(YOUR ASSIGNMENT) Look through the lines below, find those with the word "ciphertext", and copy them.
--- DATA FOR ANALYSIS Enclosed Below ---
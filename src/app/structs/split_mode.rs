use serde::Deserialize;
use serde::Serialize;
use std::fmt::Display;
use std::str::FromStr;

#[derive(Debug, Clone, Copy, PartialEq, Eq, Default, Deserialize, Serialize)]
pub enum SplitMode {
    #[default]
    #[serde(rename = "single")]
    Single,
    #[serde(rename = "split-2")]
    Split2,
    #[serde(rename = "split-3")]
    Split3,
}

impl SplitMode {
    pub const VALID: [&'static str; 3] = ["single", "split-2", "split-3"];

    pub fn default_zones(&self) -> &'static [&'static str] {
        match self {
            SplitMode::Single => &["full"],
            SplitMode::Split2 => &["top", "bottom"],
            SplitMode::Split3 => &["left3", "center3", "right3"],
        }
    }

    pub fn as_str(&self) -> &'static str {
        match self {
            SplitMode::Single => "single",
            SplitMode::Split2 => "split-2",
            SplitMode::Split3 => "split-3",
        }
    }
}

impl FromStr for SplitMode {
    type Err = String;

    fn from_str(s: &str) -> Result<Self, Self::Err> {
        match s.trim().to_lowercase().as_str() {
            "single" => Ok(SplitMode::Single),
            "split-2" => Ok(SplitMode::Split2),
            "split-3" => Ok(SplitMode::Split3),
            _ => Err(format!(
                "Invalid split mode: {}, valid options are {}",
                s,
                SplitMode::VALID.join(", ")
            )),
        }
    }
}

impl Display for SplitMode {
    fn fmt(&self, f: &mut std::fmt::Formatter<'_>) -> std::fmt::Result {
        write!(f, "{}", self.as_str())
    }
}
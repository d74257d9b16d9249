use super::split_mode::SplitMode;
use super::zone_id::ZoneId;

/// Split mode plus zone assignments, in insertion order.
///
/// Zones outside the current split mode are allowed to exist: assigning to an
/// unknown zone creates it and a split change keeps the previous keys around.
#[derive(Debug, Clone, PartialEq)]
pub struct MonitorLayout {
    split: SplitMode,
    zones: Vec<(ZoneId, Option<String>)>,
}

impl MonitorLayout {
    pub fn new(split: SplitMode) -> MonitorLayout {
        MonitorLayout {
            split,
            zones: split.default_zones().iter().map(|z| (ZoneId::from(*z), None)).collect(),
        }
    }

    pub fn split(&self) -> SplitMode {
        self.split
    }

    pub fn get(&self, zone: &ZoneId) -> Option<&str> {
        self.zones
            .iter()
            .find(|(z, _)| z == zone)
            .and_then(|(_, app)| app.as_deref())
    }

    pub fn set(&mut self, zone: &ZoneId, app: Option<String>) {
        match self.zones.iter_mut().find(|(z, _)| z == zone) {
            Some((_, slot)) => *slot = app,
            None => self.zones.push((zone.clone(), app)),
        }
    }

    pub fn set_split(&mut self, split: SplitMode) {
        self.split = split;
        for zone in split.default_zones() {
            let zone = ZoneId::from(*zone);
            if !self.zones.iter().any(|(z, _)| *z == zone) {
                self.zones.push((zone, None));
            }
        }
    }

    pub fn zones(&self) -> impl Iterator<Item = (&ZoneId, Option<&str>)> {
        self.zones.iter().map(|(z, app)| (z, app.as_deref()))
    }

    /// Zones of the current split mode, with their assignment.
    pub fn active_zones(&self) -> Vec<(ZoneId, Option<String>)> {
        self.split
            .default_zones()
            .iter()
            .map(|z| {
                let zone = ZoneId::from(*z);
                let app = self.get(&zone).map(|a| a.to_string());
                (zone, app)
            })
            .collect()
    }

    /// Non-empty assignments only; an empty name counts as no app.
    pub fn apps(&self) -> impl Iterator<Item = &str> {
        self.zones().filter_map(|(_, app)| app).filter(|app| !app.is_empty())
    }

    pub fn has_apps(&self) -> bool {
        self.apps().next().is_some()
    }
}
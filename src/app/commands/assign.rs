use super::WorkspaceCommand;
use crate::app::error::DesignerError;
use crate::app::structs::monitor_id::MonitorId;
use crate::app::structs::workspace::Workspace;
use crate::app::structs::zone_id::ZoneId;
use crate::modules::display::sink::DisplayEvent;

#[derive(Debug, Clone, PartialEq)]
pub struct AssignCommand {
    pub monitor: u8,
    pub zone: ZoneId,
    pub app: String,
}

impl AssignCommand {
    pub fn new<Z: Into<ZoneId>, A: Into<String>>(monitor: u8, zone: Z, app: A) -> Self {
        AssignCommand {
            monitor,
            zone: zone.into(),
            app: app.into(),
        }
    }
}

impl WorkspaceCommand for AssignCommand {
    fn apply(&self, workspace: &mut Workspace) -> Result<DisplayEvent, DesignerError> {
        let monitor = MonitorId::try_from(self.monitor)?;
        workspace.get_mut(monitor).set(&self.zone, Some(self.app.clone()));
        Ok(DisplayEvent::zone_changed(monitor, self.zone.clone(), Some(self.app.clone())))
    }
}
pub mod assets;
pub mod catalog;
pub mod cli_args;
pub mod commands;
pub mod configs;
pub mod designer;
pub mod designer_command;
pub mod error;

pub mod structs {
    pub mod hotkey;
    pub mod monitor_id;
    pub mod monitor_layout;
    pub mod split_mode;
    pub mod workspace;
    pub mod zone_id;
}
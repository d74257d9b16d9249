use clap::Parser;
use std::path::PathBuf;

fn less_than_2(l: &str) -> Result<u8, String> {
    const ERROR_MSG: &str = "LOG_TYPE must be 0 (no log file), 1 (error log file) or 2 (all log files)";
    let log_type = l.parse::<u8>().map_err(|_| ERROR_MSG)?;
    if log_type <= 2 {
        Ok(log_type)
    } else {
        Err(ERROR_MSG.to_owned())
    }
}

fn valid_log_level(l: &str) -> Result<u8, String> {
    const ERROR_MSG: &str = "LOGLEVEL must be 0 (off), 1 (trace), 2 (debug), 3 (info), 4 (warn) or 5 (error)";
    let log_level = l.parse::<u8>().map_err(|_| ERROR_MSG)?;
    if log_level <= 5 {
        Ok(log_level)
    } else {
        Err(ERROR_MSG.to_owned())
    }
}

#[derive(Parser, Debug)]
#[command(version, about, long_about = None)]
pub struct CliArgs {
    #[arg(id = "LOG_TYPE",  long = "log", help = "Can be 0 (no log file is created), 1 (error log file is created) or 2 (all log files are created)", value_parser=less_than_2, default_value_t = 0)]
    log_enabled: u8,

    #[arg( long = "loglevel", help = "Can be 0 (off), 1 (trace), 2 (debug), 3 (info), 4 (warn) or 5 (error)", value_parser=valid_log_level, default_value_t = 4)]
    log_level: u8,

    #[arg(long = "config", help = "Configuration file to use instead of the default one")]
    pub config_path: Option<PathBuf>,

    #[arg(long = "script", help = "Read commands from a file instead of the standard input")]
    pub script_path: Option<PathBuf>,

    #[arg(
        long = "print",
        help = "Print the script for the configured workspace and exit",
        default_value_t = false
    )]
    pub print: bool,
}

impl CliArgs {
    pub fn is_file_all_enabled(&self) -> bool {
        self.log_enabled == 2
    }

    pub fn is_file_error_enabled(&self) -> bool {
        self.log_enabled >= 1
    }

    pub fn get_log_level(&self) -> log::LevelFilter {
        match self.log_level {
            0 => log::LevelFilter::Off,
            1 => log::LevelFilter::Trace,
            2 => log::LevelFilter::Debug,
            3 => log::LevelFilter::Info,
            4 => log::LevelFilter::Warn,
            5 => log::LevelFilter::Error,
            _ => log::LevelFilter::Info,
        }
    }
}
--- End of Enclosed DATA FOR ANALYSIS ---
--- DATA FOR ANALYSIS Enclosed Below ---
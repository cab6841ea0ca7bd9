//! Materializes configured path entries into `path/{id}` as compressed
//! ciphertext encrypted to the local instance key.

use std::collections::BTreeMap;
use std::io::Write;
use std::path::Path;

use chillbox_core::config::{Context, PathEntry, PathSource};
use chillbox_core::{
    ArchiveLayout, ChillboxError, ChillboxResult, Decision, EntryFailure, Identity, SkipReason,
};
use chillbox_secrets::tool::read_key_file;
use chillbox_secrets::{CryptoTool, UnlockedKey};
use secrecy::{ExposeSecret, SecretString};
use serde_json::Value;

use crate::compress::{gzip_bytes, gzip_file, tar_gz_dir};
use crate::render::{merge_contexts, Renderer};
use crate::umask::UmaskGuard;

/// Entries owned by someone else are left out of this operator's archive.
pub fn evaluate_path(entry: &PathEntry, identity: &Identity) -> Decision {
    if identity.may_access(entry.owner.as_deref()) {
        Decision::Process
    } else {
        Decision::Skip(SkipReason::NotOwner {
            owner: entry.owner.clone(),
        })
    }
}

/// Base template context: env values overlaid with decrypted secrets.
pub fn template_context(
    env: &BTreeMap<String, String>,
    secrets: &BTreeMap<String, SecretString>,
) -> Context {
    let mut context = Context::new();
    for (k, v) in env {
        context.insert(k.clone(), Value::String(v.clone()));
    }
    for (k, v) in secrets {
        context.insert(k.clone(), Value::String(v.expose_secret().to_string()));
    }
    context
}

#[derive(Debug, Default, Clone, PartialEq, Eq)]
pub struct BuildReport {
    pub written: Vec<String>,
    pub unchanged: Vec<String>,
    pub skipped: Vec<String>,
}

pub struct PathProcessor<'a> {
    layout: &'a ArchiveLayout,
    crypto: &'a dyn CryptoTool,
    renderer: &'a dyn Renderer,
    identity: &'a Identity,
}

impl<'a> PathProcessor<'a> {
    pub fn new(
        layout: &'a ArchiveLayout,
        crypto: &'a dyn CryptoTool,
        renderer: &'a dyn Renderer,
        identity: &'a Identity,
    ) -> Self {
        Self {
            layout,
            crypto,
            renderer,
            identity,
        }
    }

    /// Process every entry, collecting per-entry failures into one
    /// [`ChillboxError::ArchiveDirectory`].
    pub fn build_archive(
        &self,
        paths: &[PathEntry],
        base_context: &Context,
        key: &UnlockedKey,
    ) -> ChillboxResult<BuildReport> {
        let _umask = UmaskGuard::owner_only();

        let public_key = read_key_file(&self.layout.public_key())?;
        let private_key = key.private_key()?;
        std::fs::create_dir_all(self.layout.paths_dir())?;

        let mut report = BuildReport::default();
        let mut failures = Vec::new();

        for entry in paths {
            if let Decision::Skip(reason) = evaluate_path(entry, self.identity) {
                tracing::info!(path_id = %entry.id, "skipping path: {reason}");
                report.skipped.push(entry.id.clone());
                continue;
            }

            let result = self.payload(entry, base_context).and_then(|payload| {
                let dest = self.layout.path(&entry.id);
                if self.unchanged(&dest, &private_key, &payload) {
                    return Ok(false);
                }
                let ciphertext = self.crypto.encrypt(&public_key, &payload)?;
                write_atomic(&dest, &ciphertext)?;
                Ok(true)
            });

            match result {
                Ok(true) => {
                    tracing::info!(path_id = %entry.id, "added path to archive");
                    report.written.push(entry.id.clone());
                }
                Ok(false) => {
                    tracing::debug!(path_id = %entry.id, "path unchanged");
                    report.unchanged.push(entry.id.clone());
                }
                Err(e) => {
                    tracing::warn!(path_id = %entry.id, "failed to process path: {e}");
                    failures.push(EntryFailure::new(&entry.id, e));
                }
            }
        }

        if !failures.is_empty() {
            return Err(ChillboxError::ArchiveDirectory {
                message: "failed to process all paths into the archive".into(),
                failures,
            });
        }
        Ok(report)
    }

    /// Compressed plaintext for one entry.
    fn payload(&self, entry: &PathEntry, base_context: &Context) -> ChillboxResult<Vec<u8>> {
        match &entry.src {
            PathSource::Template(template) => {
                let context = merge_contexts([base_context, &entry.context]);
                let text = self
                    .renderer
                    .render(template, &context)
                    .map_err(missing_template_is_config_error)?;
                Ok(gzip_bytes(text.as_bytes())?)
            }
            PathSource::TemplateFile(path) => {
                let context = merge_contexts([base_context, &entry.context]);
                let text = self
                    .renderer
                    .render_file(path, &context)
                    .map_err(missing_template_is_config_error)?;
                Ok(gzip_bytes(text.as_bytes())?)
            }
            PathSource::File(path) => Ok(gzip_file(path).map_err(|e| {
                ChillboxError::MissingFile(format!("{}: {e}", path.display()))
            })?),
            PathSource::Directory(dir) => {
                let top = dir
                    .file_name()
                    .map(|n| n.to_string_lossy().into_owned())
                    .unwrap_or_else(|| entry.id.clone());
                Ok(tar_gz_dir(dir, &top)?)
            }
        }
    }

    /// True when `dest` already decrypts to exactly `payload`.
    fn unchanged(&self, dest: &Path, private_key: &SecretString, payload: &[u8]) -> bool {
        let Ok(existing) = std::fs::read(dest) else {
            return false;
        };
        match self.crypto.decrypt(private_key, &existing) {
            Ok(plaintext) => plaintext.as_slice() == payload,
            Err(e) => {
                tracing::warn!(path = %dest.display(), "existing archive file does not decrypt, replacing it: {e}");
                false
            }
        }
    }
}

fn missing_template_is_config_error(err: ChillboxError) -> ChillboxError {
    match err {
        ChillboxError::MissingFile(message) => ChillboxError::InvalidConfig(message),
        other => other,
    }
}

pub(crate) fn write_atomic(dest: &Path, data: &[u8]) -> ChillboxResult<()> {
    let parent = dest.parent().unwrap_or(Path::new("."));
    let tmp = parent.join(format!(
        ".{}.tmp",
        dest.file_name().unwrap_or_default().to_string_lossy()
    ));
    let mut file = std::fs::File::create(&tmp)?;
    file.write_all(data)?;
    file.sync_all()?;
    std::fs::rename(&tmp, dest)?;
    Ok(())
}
--- End of Enclosed DATA FOR ANALYSIS ---
(RESULT FOR THIS EXERCISE)
//! ciphertext encrypted to the local instance key.
                let ciphertext = self.crypto.encrypt(&public_key, &payload)?;
                write_atomic(&dest, &ciphertext)?;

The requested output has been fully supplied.